Saved data entries
● ● ● ●

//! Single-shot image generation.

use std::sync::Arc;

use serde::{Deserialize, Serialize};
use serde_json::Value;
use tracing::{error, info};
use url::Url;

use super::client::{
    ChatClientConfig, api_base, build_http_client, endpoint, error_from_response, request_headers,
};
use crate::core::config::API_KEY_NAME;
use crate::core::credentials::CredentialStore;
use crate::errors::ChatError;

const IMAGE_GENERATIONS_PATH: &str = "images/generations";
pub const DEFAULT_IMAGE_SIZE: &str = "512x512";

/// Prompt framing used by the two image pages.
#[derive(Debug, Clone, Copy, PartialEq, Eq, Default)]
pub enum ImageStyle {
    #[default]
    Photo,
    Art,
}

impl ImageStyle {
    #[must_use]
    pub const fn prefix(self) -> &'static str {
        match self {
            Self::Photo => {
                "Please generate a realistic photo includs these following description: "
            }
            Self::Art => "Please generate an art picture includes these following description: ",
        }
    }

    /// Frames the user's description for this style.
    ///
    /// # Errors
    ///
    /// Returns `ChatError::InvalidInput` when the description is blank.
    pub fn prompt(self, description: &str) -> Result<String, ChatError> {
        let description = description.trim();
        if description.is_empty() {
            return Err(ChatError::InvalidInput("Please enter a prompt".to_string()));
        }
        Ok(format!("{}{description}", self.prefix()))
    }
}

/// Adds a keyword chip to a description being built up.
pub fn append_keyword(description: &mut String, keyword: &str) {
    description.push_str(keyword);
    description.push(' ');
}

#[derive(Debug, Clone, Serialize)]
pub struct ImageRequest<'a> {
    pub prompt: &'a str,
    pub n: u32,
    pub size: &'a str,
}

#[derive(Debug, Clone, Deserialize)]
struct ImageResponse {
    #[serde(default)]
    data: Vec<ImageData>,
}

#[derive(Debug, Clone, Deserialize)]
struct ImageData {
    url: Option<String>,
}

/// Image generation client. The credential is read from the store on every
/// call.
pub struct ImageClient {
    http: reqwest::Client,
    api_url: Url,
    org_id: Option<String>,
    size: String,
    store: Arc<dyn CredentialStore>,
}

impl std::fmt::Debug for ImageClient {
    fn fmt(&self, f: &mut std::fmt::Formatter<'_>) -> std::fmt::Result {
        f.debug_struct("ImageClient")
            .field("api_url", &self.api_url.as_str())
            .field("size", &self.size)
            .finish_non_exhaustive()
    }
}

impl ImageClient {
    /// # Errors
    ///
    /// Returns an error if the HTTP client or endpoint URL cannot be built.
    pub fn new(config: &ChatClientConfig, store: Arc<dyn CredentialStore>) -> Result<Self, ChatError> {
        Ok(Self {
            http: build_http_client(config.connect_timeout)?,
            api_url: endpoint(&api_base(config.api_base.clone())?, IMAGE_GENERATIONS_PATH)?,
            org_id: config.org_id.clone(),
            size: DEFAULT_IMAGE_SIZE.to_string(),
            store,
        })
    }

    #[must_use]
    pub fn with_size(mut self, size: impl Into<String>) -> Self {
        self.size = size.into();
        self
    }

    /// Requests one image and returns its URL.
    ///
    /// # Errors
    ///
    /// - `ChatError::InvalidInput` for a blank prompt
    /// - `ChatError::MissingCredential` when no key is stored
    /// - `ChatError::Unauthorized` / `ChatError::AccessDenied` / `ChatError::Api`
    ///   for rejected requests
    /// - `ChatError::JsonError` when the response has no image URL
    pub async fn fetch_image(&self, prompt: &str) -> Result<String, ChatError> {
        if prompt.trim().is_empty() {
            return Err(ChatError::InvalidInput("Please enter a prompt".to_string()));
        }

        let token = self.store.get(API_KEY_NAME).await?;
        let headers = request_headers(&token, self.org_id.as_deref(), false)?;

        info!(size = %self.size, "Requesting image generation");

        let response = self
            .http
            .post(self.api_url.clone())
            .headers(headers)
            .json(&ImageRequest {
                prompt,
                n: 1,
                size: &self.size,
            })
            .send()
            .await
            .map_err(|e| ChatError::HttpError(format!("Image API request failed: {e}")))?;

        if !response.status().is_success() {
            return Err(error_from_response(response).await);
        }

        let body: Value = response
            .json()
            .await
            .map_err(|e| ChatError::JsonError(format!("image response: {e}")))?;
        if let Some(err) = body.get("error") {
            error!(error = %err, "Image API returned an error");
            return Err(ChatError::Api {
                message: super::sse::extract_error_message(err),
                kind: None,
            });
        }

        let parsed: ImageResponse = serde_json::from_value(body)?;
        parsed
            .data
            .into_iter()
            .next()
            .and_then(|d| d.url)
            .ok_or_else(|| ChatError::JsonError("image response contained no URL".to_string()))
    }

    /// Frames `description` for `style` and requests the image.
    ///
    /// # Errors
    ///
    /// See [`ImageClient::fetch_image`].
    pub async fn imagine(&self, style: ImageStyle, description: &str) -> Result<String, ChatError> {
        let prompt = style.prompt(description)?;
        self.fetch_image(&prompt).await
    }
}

● ● ● ●

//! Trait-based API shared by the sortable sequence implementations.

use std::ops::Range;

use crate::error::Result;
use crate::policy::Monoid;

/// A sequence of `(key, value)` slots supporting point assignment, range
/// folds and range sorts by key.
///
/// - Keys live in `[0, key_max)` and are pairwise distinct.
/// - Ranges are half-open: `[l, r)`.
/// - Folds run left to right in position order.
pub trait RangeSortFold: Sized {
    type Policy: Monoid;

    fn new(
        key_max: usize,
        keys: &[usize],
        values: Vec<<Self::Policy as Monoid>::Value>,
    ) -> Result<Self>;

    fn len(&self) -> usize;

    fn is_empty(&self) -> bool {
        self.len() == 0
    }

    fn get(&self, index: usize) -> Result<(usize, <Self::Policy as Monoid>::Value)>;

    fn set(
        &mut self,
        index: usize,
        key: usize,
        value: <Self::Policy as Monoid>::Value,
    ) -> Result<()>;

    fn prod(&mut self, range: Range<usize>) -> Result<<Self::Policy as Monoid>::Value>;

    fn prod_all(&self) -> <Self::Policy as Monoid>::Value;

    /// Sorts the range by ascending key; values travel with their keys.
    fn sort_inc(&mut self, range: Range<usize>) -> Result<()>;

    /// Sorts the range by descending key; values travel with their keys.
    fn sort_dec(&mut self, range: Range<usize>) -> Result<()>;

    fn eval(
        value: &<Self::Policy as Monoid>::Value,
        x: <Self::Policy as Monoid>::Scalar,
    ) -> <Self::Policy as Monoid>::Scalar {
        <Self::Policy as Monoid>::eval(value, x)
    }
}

● ● ● ●

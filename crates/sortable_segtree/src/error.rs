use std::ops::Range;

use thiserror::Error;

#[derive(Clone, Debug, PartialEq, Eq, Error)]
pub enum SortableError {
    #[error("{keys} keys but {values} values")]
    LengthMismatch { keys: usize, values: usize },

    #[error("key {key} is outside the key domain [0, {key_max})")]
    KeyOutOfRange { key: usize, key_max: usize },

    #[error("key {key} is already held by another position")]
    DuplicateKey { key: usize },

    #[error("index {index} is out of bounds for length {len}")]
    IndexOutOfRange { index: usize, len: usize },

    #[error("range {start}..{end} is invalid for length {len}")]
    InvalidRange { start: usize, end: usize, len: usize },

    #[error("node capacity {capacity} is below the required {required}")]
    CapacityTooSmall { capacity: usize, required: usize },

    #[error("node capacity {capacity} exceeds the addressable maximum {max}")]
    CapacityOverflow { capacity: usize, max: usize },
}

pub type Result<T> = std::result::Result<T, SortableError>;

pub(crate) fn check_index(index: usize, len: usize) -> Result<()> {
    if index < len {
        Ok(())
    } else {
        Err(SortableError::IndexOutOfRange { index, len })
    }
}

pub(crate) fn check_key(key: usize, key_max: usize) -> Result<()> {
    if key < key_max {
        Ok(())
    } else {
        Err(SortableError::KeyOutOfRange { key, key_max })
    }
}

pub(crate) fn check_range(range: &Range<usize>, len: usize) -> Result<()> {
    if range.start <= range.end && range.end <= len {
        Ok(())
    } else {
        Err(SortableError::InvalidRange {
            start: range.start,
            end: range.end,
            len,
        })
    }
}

● ● ● ●

WORK REQUIRED:
Scan the data above; copy every line where "travel" appears.

PROBLEM SOLUTION:
    /// Sorts the range by ascending key; values travel with their keys.
    /// Sorts the range by descending key; values travel with their keys.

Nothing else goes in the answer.